The aircraft are used when commercial travel arrangements are not suitable for official commitments due to the location, timing, or security considerations. They can also be used in times of emergency to provide rapid deployment or personnel such as medical teams to a disaster area.
When considering the use of Special Purpose Aircraft, the first consideration is the availability and suitability of commercially available travel. In circumstances where commercial alternatives are readily available, the Special Purpose Aircraft are not used in order to reduce the costs to taxpayers.
RAAF operates the Special Purpose Fleet in a cost-conscious manner, by considering the most efficient aircraft for the transport task required. For example, The BBJ is typically used for long distance travel or with large groups. The CL604 Challenger is typically used for shorter tasks in to smaller airfields. In most cases, the aircraft will remain with the VIP to reduce costs, but there may be circumstances where this is not possible or desirable. This may be due to aircraft maintenance requirements, lack of aircraft parking availability, lack of appropriate security, or a requirement to undertake other tasks or essential aircrew training.
The number of flights provided by Number 34 Squadron varies each year. On average, Number 34 Squadron provides between 1,200 and 1,800 special purpose flights each year.
Copies of the Schedule of Special Purpose Flights are prepared twice each year, and tabled in Parliament. Once tabled, copies are available from the Parliamentary Library and the Defence Publications Information to Parliament page.
In accordance with the Commonwealth Government Guidelines for the Use of Special Purpose Aircraft, costings of special purpose flights are not made available until the Schedule of Special Purpose Flights has been tabled in Parliament. Prior to tabling, passenger names are not released in order to comply with the Privacy Act 1988.
Information about how aircraft costs are calculated can be found at the following link www.airforce.gov.au/aircraftcosts
In the period preceding an election, the Australian Government including Air Force, assumes a caretaker role.
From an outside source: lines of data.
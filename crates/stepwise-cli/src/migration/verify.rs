use super::load_steps;
use crate::Config;
use anyhow::{bail, Result};
use clap::Parser;
use console::style;
use stepwise::{Dialect, Direction, Migrator};
use stepwise_sql::{verify_round_trip, SchemaModel};

#[derive(Parser, Debug)]
pub struct VerifyCommand {
    /// Only verify this dialect's statements
    #[arg(short, long)]
    engine: Option<Dialect>,
}

impl VerifyCommand {
    pub(crate) fn run(self, config: &Config) -> Result<()> {
        println!();
        println!("  {}", style("Verify Migrations").cyan().bold().underlined());
        println!();

        let migrator = Migrator::new(load_steps(&config.migration)?)?;

        for step in migrator.steps() {
            for lint in step.lint() {
                println!(
                    "  {} {}",
                    style("⚠").yellow().bold(),
                    style(format!("{}: {lint}", step.qualified_name()))
                        .yellow()
                        .dim()
                );
            }
        }

        let dialects = match self.engine {
            Some(dialect) => vec![dialect],
            None => Dialect::ALL.to_vec(),
        };

        let mut failures = 0;
        for dialect in dialects {
            failures += verify_dialect(&migrator, dialect);
        }

        println!();
        if failures > 0 {
            bail!("{failures} migration(s) failed verification");
        }

        println!(
            "  {}",
            style("All migrations restore the schema they started from")
                .green()
                .bold()
        );
        println!();
        Ok(())
    }
}

/// Replay every step in order, checking each round trip against the schema
/// built by the steps before it. Returns the number of failing migrations.
///
/// A failed round trip does not stop verification. Replay only stops when a
/// step's `up` statements cannot be applied, since the steps after it have no
/// schema to build on.
fn verify_dialect(migrator: &Migrator, dialect: Dialect) -> usize {
    println!("  {} {}", style("→").cyan(), style(dialect).bold());

    let mut schema = SchemaModel::new();
    let mut failures = 0;

    for step in migrator.steps() {
        if !step.branches().get(dialect).is_applicable() {
            continue;
        }

        let round_trip = verify_round_trip(step, dialect, &schema);
        match &round_trip {
            Ok(report) if report.opaque.is_empty() => {
                println!(
                    "  {} {}",
                    style("✓").green().bold(),
                    style(step.qualified_name()).dim()
                );
            }
            Ok(report) => {
                println!(
                    "  {} {} {}",
                    style("✓").green().bold(),
                    style(step.qualified_name()).dim(),
                    style(format!("({} statement(s) not modeled)", report.opaque.len()))
                        .yellow()
                        .dim()
                );
            }
            Err(err) => {
                println!("  {} {}", style("✖").red().bold(), style(err).red());
                failures += 1;
            }
        }

        // Later steps build on this one's schema
        for statement in step.branches().get(dialect).statements(Direction::Up) {
            if let Err(err) = schema.replay(dialect, statement) {
                if round_trip.is_ok() {
                    println!("  {} {}", style("✖").red().bold(), style(err).red());
                    failures += 1;
                }
                println!(
                    "  {} {}",
                    style("…").yellow(),
                    style(format!("skipping the migrations after {}", step.qualified_name())).dim()
                );
                return failures;
            }
        }
    }

    failures
}
mod config;
mod migration;
mod theme;
mod utility;

pub use config::*;
pub use migration::*;

use anyhow::Result;
use clap::Parser;

/// stepwise CLI library for building custom command-line tools
#[derive(Debug, Default)]
pub struct StepwiseCli {
    config: Config,
}

impl StepwiseCli {
    /// Create a new StepwiseCli instance with the default configuration
    pub fn new() -> Self {
        Self::default()
    }

    /// Create a new StepwiseCli instance with a custom configuration
    pub fn with_config(config: Config) -> Self {
        Self { config }
    }

    /// Get a reference to the configuration
    pub fn config(&self) -> &Config {
        &self.config
    }

    /// Parse and execute CLI commands from command-line arguments
    pub async fn parse_and_run(&self) -> Result<()> {
        let cli = Cli::parse();
        self.run(cli).await
    }

    /// Parse and execute CLI commands from an iterator of arguments
    pub async fn parse_from<I, T>(&self, args: I) -> Result<()>
    where
        I: IntoIterator<Item = T>,
        T: Into<std::ffi::OsString> + Clone,
    {
        let cli = Cli::try_parse_from(args)?;
        self.run(cli).await
    }

    async fn run(&self, cli: Cli) -> Result<()> {
        let mut config = self.config.clone();
        if let Some(path) = cli.migrations {
            config.migration = config.migration.migrations_path(path);
        }

        match cli.command {
            Command::Migration(cmd) => cmd.run(cli.url.as_deref(), &config).await,
        }
    }
}

#[derive(Parser, Debug)]
#[command(name = "stepwise")]
#[command(about = "stepwise - versioned, per-dialect schema migrations")]
#[command(version)]
struct Cli {
    /// Database connection URL
    #[arg(long, global = true, env = "DATABASE_URL")]
    url: Option<String>,

    /// Migrations folder, overriding the configured one
    #[arg(long, global = true)]
    migrations: Option<std::path::PathBuf>,

    #[command(subcommand)]
    command: Command,
}

#[derive(Parser, Debug)]
enum Command {
    /// Database migration commands
    Migration(migration::MigrationCommand),
}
The caretaker period begins at the time the House of Representatives is dissolved and continues until the election result is clear or; if there is a change of government, until the new government is appointed.
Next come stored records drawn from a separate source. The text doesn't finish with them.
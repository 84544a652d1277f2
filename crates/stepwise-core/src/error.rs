mod adhoc;
mod driver_operation_failed;
mod invalid_connection_url;
mod invalid_migration;
mod migration_failed;
mod unsupported_dialect;
mod verification_failed;

use adhoc::AdhocError;
use driver_operation_failed::DriverOperationFailed;
use invalid_connection_url::InvalidConnectionUrl;
use invalid_migration::InvalidMigration;
use migration_failed::MigrationFailed;
use std::sync::Arc;
use unsupported_dialect::UnsupportedDialect;
use verification_failed::VerificationFailed;

/// Returns early with an ad-hoc [`Error`] built from a format string.
#[macro_export]
macro_rules! bail {
    ($($arg:tt)*) => {
        return Err($crate::Error::from_args(format_args!($($arg)*)))
    };
}

/// Creates an ad-hoc [`Error`] from a format string.
#[macro_export]
macro_rules! err {
    ($($arg:tt)*) => {
        $crate::Error::from_args(format_args!($($arg)*))
    };
}

/// An error that can occur while selecting, running or recording migrations.
#[derive(Clone)]
pub struct Error {
    inner: Option<Arc<ErrorInner>>,
}

#[derive(Debug)]
struct ErrorInner {
    kind: ErrorKind,
    cause: Option<Error>,
}

impl Error {
    /// Adds context to this error.
    ///
    /// Context is displayed in reverse order: the most recently added context is shown first,
    /// followed by earlier context, ending with the root cause.
    #[inline(always)]
    pub fn context(self, consequent: impl IntoError) -> Error {
        self.context_impl(consequent.into_error())
    }

    #[inline(never)]
    #[cold]
    fn context_impl(self, consequent: Error) -> Error {
        let mut err = consequent;
        if err.inner.is_none() {
            err = Error::from(ErrorKind::Unknown);
        }
        let inner = err.inner.as_mut().unwrap();
        assert!(
            inner.cause.is_none(),
            "consequent error must not already have a cause"
        );
        Arc::get_mut(inner).unwrap().cause = Some(self);
        err
    }

    /// Returns the innermost error of the context chain.
    ///
    /// For a statement that failed inside a migration this is the driver
    /// error, with the runner's context stripped.
    pub fn root(&self) -> &Error {
        self.chain().last().unwrap()
    }

    fn chain(&self) -> impl Iterator<Item = &Error> {
        let mut err = self;
        core::iter::once(err).chain(core::iter::from_fn(move || {
            err = err.inner.as_ref().and_then(|inner| inner.cause.as_ref())?;
            Some(err)
        }))
    }

    fn kind(&self) -> &ErrorKind {
        self.inner
            .as_ref()
            .map(|inner| &inner.kind)
            .unwrap_or(&ErrorKind::Unknown)
    }
}

impl std::error::Error for Error {
    fn source(&self) -> Option<&(dyn std::error::Error + 'static)> {
        match self.kind() {
            ErrorKind::DriverOperationFailed(err) => Some(err),
            ErrorKind::Anyhow(err) => Some(err.as_ref()),
            _ => None,
        }
    }
}

impl core::fmt::Display for Error {
    fn fmt(&self, f: &mut core::fmt::Formatter) -> core::fmt::Result {
        let mut it = self.chain().peekable();
        while let Some(err) = it.next() {
            core::fmt::Display::fmt(err.kind(), f)?;
            if it.peek().is_some() {
                f.write_str(": ")?;
            }
        }
        Ok(())
    }
}

impl core::fmt::Debug for Error {
    fn fmt(&self, f: &mut core::fmt::Formatter) -> core::fmt::Result {
        if !f.alternate() {
            core::fmt::Display::fmt(self, f)
        } else {
            let Some(ref inner) = self.inner else {
                return f.debug_struct("Error").field("kind", &"None").finish();
            };
            f.debug_struct("Error")
                .field("kind", &inner.kind)
                .field("cause", &inner.cause)
                .finish()
        }
    }
}

#[derive(Debug)]
enum ErrorKind {
    Anyhow(anyhow::Error),
    Adhoc(AdhocError),
    DriverOperationFailed(DriverOperationFailed),
    InvalidConnectionUrl(InvalidConnectionUrl),
    InvalidMigration(InvalidMigration),
    MigrationFailed(MigrationFailed),
    UnsupportedDialect(UnsupportedDialect),
    VerificationFailed(VerificationFailed),
    Unknown,
}

impl core::fmt::Display for ErrorKind {
    fn fmt(&self, f: &mut core::fmt::Formatter) -> core::fmt::Result {
        use self::ErrorKind::*;

        match self {
            Anyhow(err) => core::fmt::Display::fmt(err, f),
            Adhoc(err) => core::fmt::Display::fmt(err, f),
            DriverOperationFailed(err) => core::fmt::Display::fmt(err, f),
            InvalidConnectionUrl(err) => core::fmt::Display::fmt(err, f),
            InvalidMigration(err) => core::fmt::Display::fmt(err, f),
            MigrationFailed(err) => core::fmt::Display::fmt(err, f),
            UnsupportedDialect(err) => core::fmt::Display::fmt(err, f),
            VerificationFailed(err) => core::fmt::Display::fmt(err, f),
            Unknown => f.write_str("unknown stepwise error"),
        }
    }
}

impl From<ErrorKind> for Error {
    fn from(kind: ErrorKind) -> Error {
        Error {
            inner: Some(Arc::new(ErrorInner { kind, cause: None })),
        }
    }
}

impl From<anyhow::Error> for Error {
    fn from(err: anyhow::Error) -> Error {
        Error::from(ErrorKind::Anyhow(err))
    }
}

impl From<std::io::Error> for Error {
    fn from(err: std::io::Error) -> Error {
        Error::from(anyhow::Error::from(err))
    }
}

/// Trait for types that can be converted into an Error.
pub trait IntoError {
    /// Converts this type into an Error.
    fn into_error(self) -> Error;
}

impl IntoError for Error {
    #[inline(always)]
    fn into_error(self) -> Error {
        self
    }
}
During the caretaker period, under long standing conventions, resources are not used to support any particular political party. In practice, this means Defence makes aircraft available to the Prime Minister, the Leader of the Opposition, Government Ministers and Shadow Ministers as Entitled Persons as outlined in the Commonwealth Government Guidelines for the Use of Special Purpose Aircraft to assist them in meeting their commitments.
During the caretaker period, the Special Purpose Aircraft may be supplemented with additional chartered aircraft or Air Force military aircraft to meet transport requirements. Military aircraft will only assist with transport requirements if there is no impact to essential Defence operations and training.
In some cases, Entitled Persons may be accompanied by a non-entitled person, including members of the media. In this situation, passengers who are not Entitled Persons will pay a ‘cost recovery’ fee for their transport.
Copies of the Schedule of Special Purpose Flights are prepared twice each year, with an additional report prepared for the election period, and tabled in Parliament. Once tabled, copies are available from the Parliamentary Library and the Defence Publications Information to Parliament page.